Стихи нарушившего «молчание» Микушевича и до этого время от времени появлялись в периодической печати. Помнится, в «Дне Поэзии 1975» мое внимание сразу же привлекли стихотворения «Дорога в Провансе», «Курсив» и особенно «Сонет» о сонете, о зарождении формы, о Петрарке:
И в лирике невидимые троны
Колеблются, когда в переполохе
На площадях внимательной эпохи
Сонетами сменяются канцоны.
<…>
В пустыне, в пустоте, в толпе народа,
В изгнании, как в собственной отчизне,
И без обиняков и без отсрочек
Такая нестерпимая свобода,
Что для твоей многоголосой жизни
Достаточно четырнадцати строчек.
Время и пространство слились в творчестве. Границы Европы разомкнулись. История Европы в стихотворении Микушевича — это история созидания, об остальном сказано как бы вскользь. Междоусобные войны, которые терзали Европу, особенно Италию, и, как известно, вынудили Данте покинуть Флоренцию, отступили в тень: «В Европе соловьиные каноны. / Век междометий: возгласы и вздохи». Оглядываясь из XX века, поэт видит, как вся Европа XIV в. сгустилась в пространство стиха. С высоты такого полета видится, как «в лирике невидимые троны / Колеблются, когда в переполохе / На площадях внимательной эпохи / Сонетами сменяются канцоны». Европа, оказывается, следила не за тем, как по приказу папы Иннокентия III разоряли Прованс, а позднее — как гвельфы, впоследствии разделившиеся на «белых» и «черных», боролись с гибеллинами (не напоминает ли это современникам Россию XX века?) — «внимательная эпоха» следила, как «сонетами сменяются канцоны». В столь пристрастном взгляде на историю — своя правда: искусство сильнее кровопролития, гражданских войн — Ars longa, vita brevis est. Именно поэтому «в изгнании, как в собственной отчизне…/ Такая нестерпимая свобода, / Что для твоей звонкоголосой жизни/ Достаточно четырнадцати строчек». Течение времени, оказывается, подчинено законам творчества, искусства, то есть созидания.

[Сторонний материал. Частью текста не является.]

use crate::configuration::Settings;
use crate::contact::contact_form_data::Submission;
use crate::contact::contact_message_format::message_lines;
use crate::email_client::OutboundEmail;
use askama::Template;

pub const CONFIRMATION_SUBJECT: &str = "Thanks for reaching out!";

/// The fixed parts of both emails: who sends them, who gets notified and
/// where the confirmation links back to.
#[derive(Debug, Clone)]
pub struct ContactIdentity {
    /// `Display Name <address>` used as the sender of both emails.
    pub sender: String,
    pub notification_recipient: String,
    pub site_url: String,
    pub owner_name: String,
}

impl ContactIdentity {
    pub fn from_settings(settings: &Settings) -> Self {
        Self {
            sender: format!(
                "{} <{}>",
                settings.site.business_name, settings.email.sender_email
            ),
            notification_recipient: settings.email.notification_recipient.clone(),
            site_url: settings.site.url.clone(),
            owner_name: settings.site.owner_name.clone(),
        }
    }

    /// The site URL without scheme or trailing slash, as shown in link text.
    pub fn site_label(&self) -> &str {
        let url = self.site_url.as_str();
        let url = url
            .strip_prefix("https://")
            .or_else(|| url.strip_prefix("http://"))
            .unwrap_or(url);
        url.trim_end_matches('/')
    }
}

#[derive(Template)]
#[template(path = "emails/contact-notification.html")]
struct NotificationTemplate<'a> {
    name: &'a str,
    email: &'a str,
    event_type: &'a str,
    event_date: &'a str,
    // Escaped line by line, joined with <br> in the template
    message_lines: Vec<&'a str>,
}

#[derive(Template)]
#[template(path = "emails/contact-confirmation.html")]
struct ConfirmationTemplate<'a> {
    name: &'a str,
    site_url: &'a str,
    site_label: &'a str,
    owner_name: &'a str,
}

/// Email to the business owner announcing a new inquiry. Replies go straight
/// to the submitter.
pub fn notification_email(
    submission: &Submission,
    identity: &ContactIdentity,
) -> Result<OutboundEmail, askama::Error> {
    let html = NotificationTemplate {
        name: submission.name.as_ref(),
        email: submission.email.as_ref(),
        event_type: submission.resolved_event_type(),
        event_date: submission.event_date_or_default(),
        message_lines: message_lines(submission.message.as_ref()),
    }
    .render()?;
    Ok(OutboundEmail {
        from: identity.sender.clone(),
        to: vec![identity.notification_recipient.clone()],
        reply_to: Some(submission.email.to_string()),
        subject: format!("New inquiry from {}", submission.name),
        html,
    })
}

/// Acknowledgment sent back to the submitter.
pub fn confirmation_email(
    submission: &Submission,
    identity: &ContactIdentity,
) -> Result<OutboundEmail, askama::Error> {
    let html = ConfirmationTemplate {
        name: submission.name.as_ref(),
        site_url: &identity.site_url,
        site_label: identity.site_label(),
        owner_name: &identity.owner_name,
    }
    .render()?;
    Ok(OutboundEmail {
        from: identity.sender.clone(),
        to: vec![submission.email.to_string()],
        reply_to: None,
        subject: CONFIRMATION_SUBJECT.to_owned(),
        html,
    })
}

#[cfg(test)]
mod tests {
    use super::{confirmation_email, notification_email, ContactIdentity, CONFIRMATION_SUBJECT};
    use crate::contact::contact_form_data::{ContactFormData, Submission};
    use std::convert::TryFrom;

    fn identity() -> ContactIdentity {
        ContactIdentity {
            sender: "Simon Wickes Photography <onboarding@resend.dev>".to_owned(),
            notification_recipient: "owner@example.com".to_owned(),
            site_url: "https://simonwickes.com/".to_owned(),
            owner_name: "Simon Wickes".to_owned(),
        }
    }

    fn submission(form: ContactFormData) -> Submission {
        Submission::try_from(form).expect("Test form should be valid")
    }

    fn form() -> ContactFormData {
        ContactFormData {
            name: "Jane Doe".to_owned(),
            email: "jane@example.com".to_owned(),
            message: "Hello Simon,\nwe would love a shoot.".to_owned(),
            event_type: Some("wedding".to_owned()),
            ..ContactFormData::default()
        }
    }

    #[test]
    fn notification_goes_to_owner_with_reply_to_submitter() {
        let email = notification_email(&submission(form()), &identity()).unwrap();
        assert_eq!(email.from, "Simon Wickes Photography <onboarding@resend.dev>");
        assert_eq!(email.to, vec!["owner@example.com".to_owned()]);
        assert_eq!(email.reply_to.as_deref(), Some("jane@example.com"));
        assert_eq!(email.subject, "New inquiry from Jane Doe");
    }

    #[test]
    fn notification_body_lists_every_field() {
        let email = notification_email(&submission(form()), &identity()).unwrap();
        assert!(email.html.contains("<strong>Name:</strong> Jane Doe"));
        assert!(email
            .html
            .contains(r#"<a href="mailto:jane@example.com">jane@example.com</a>"#));
        assert!(email.html.contains("<strong>Event Type:</strong> wedding"));
        assert!(email.html.contains("<strong>Event Date:</strong> Not specified"));
        assert!(email.html.contains("Hello Simon,<br>we would love a shoot."));
    }

    #[test]
    fn notification_body_escapes_submitter_markup() {
        let form = ContactFormData {
            name: "<script>alert(1)</script>".to_owned(),
            message: "<img src=x onerror=alert(1)>\nsecond line".to_owned(),
            event_type: Some("other".to_owned()),
            event_type_other: Some("<b>party</b>".to_owned()),
            event_date: Some("<i>soon</i>".to_owned()),
            ..form()
        };
        let email = notification_email(&submission(form), &identity()).unwrap();
        assert!(!email.html.contains("<script>"));
        assert!(!email.html.contains("<img"));
        assert!(!email.html.contains("<b>party"));
        assert!(!email.html.contains("<i>soon"));
        assert!(email
            .html
            .contains("<strong>Name:</strong> &#60;script&#62;alert(1)&#60;/script&#62;"));
        assert!(email.html.contains("<strong>Event Type:</strong> &#60;b&#62;party&#60;/b&#62;"));
        assert!(email.html.contains("<strong>Event Date:</strong> &#60;i&#62;soon&#60;/i&#62;"));
        assert!(email
            .html
            .contains("&#60;img src=x onerror=alert(1)&#62;<br>second line"));
    }

    #[test]
    fn notification_message_lines_are_separated_by_line_breaks() {
        let form = ContactFormData {
            message: "Tom & Jerry\r\nwedding\n\nthanks".to_owned(),
            ..form()
        };
        let email = notification_email(&submission(form), &identity()).unwrap();
        assert!(email.html.contains("Tom &#38; Jerry<br>wedding<br><br>thanks</p>"));
    }

    #[test]
    fn confirmation_goes_to_submitter_with_fixed_subject() {
        let email = confirmation_email(&submission(form()), &identity()).unwrap();
        assert_eq!(email.to, vec!["jane@example.com".to_owned()]);
        assert_eq!(email.reply_to, None);
        assert_eq!(email.subject, CONFIRMATION_SUBJECT);
        assert!(email.html.contains("Hi Jane Doe,"));
        assert!(email.html.contains(r#"<a href="https://simonwickes.com/""#));
        assert!(email.html.contains(">simonwickes.com</a>"));
        assert!(email.html.contains("Simon Wickes"));
    }

    #[test]
    fn site_label_strips_scheme_and_slash() {
        let mut identity = identity();
        assert_eq!(identity.site_label(), "simonwickes.com");
        identity.site_url = "http://localhost:4321".to_owned();
        assert_eq!(identity.site_label(), "localhost:4321");
    }
}
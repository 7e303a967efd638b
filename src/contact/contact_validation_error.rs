use std::fmt;

pub const NAME_REQUIRED_MESSAGE: &str = "Name is required";
pub const EMAIL_INVALID_MESSAGE: &str = "Please enter a valid email address";
pub const MESSAGE_TOO_SHORT_MESSAGE: &str = "Please include a message (at least 10 characters)";

#[derive(Debug, Clone, Copy, PartialEq, Eq)]
pub enum ContactField {
    Name,
    Email,
    Message,
}

impl fmt::Display for ContactField {
    fn fmt(&self, f: &mut fmt::Formatter<'_>) -> fmt::Result {
        let field = match self {
            ContactField::Name => "name",
            ContactField::Email => "email",
            ContactField::Message => "message",
        };
        f.write_str(field)
    }
}

/// A submitted field that violates its constraint. The message is safe to
/// show to the submitter as-is.
#[derive(Debug, Clone, PartialEq, Eq, thiserror::Error)]
#[error("{message}")]
pub struct ValidationError {
    pub field: ContactField,
    pub message: &'static str,
}

impl ValidationError {
    pub fn new(field: ContactField, message: &'static str) -> Self {
        Self { field, message }
    }
}
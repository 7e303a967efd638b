use crate::censoredstring::CensoredString;
use serde_aux::field_attributes::{
    deserialize_number_from_string, deserialize_option_number_from_string,
};
use std::time::Duration;

#[derive(serde::Deserialize, Debug, Clone)]
pub struct Settings {
    pub application: ApplicationSettings,
    pub email: EmailSettings,
    pub site: SiteSettings,
    #[serde(default = "default_log_level")]
    pub log_level: String,
}

#[derive(serde::Deserialize, Debug, Clone)]
pub struct ApplicationSettings {
    pub host: String,
    #[serde(deserialize_with = "deserialize_number_from_string")]
    pub port: u16,
    // Serve the healthcheck on its own listener when present
    #[serde(default, deserialize_with = "deserialize_option_number_from_string")]
    pub admin_port: Option<u16>,
}

#[derive(serde::Deserialize, Debug, Clone, Copy, PartialEq, Eq, Default)]
#[serde(rename_all = "lowercase")]
pub enum EmailProvider {
    #[default]
    Resend,
    Smtp,
}

#[derive(serde::Deserialize, Debug, Clone)]
pub struct EmailSettings {
    #[serde(default)]
    pub provider: EmailProvider,
    pub api_key: Option<CensoredString>,
    #[serde(default = "default_email_base_url")]
    pub base_url: String,
    /// Business-owner address receiving every notification email.
    pub notification_recipient: String,
    #[serde(default = "default_sender_email")]
    pub sender_email: String,
    #[serde(
        default = "default_timeout_milliseconds",
        deserialize_with = "deserialize_number_from_string"
    )]
    pub timeout_milliseconds: u64,
    pub smtp: Option<SmtpSettings>,
}

impl EmailSettings {
    pub fn timeout(&self) -> Duration {
        Duration::from_millis(self.timeout_milliseconds)
    }
}

#[derive(serde::Deserialize, Debug, Clone)]
pub struct SmtpSettings {
    pub host: String,
    #[serde(
        default = "default_smtp_port",
        deserialize_with = "deserialize_number_from_string"
    )]
    pub port: u16,
    pub username: String,
    pub password: CensoredString,
}

#[derive(serde::Deserialize, Debug, Clone)]
pub struct SiteSettings {
    pub business_name: String,
    pub url: String,
    pub owner_name: String,
}

fn default_log_level() -> String {
    "info".to_owned()
}

fn default_email_base_url() -> String {
    "https://api.resend.com".to_owned()
}

fn default_sender_email() -> String {
    "onboarding@resend.dev".to_owned()
}

fn default_timeout_milliseconds() -> u64 {
    10_000
}

fn default_smtp_port() -> u16 {
    587
}

// Read top-level configuration file with compatible extension YAML,JSON...
// Values from APP_* environment variables (APP_EMAIL__API_KEY) take precedence,
// and the bare RESEND_API_KEY / CONTACT_EMAIL secrets win over both.
pub fn get_configuration(filename: &str) -> Result<Settings, config::ConfigError> {
    let settings = config::Config::builder()
        .add_source(config::File::with_name(filename))
        .add_source(
            config::Environment::with_prefix("APP")
                .prefix_separator("_")
                .separator("__"),
        )
        .set_override_option("email.api_key", std::env::var("RESEND_API_KEY").ok())?
        .set_override_option(
            "email.notification_recipient",
            std::env::var("CONTACT_EMAIL").ok(),
        )?
        .build()?;
    settings.try_deserialize::<Settings>()
}
use crate::contact::contact_validation_error::{ContactField, ValidationError, EMAIL_INVALID_MESSAGE};
use regex::Regex;
use std::convert::AsRef;
use std::fmt;
use std::str::FromStr;
use std::sync::LazyLock;

// MDN web docs provide a regular expression matching emails
// https://developer.mozilla.org/en-US/docs/Web/HTML/Element/input/email#validation
static EMAIL_FORMAT: LazyLock<Regex> = LazyLock::new(|| {
    Regex::new(r"^[a-zA-Z0-9.!#$%&'*+/=?^_`{|}~-]+@[a-zA-Z0-9](?:[a-zA-Z0-9-]{0,61}[a-zA-Z0-9])?(?:\.[a-zA-Z0-9](?:[a-zA-Z0-9-]{0,61}[a-zA-Z0-9])?)+$")
        .expect("static email regex is valid")
});

#[derive(Debug, Clone, PartialEq, Eq)]
pub struct ContactFilteredEmail(String);

impl ContactFilteredEmail {
    pub fn new(email: &str) -> Result<Self, ValidationError> {
        Self::parse(email)
    }
    pub fn parse(email: &str) -> Result<Self, ValidationError> {
        let trimmed_email = email.trim();
        if trimmed_email.is_empty() {
            tracing::debug!("Rejected blank email '{}'", email);
            return Err(ValidationError::new(ContactField::Email, EMAIL_INVALID_MESSAGE));
        }
        if EMAIL_FORMAT.is_match(trimmed_email) {
            Ok(Self(trimmed_email.to_owned()))
        } else {
            tracing::debug!("Rejected email '{}' with invalid formatting", email);
            Err(ValidationError::new(ContactField::Email, EMAIL_INVALID_MESSAGE))
        }
    }
}

impl AsRef<str> for ContactFilteredEmail {
    fn as_ref(&self) -> &str {
        &self.0
    }
}

impl fmt::Display for ContactFilteredEmail {
    #[inline]
    fn fmt(&self, f: &mut fmt::Formatter<'_>) -> fmt::Result {
        fmt::Display::fmt(&self.0, f)
    }
}

impl FromStr for ContactFilteredEmail {
    type Err = ValidationError;

    fn from_str(s: &str) -> Result<Self, Self::Err> {
        Self::new(s)
    }
}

Оксюморон «нестерпимая свобода» ассоциируется с сонетной формой, а не с изгнанием, не с французскими рыцарями и монахами-доминиканцами, опустошавшими Прованс приблизительно в то же самое время. Творчество Петрарки (и Данте, а иначе почему — «изгнание»?), появление сонетной формы становятся главными событиями эпохи, истории, времени.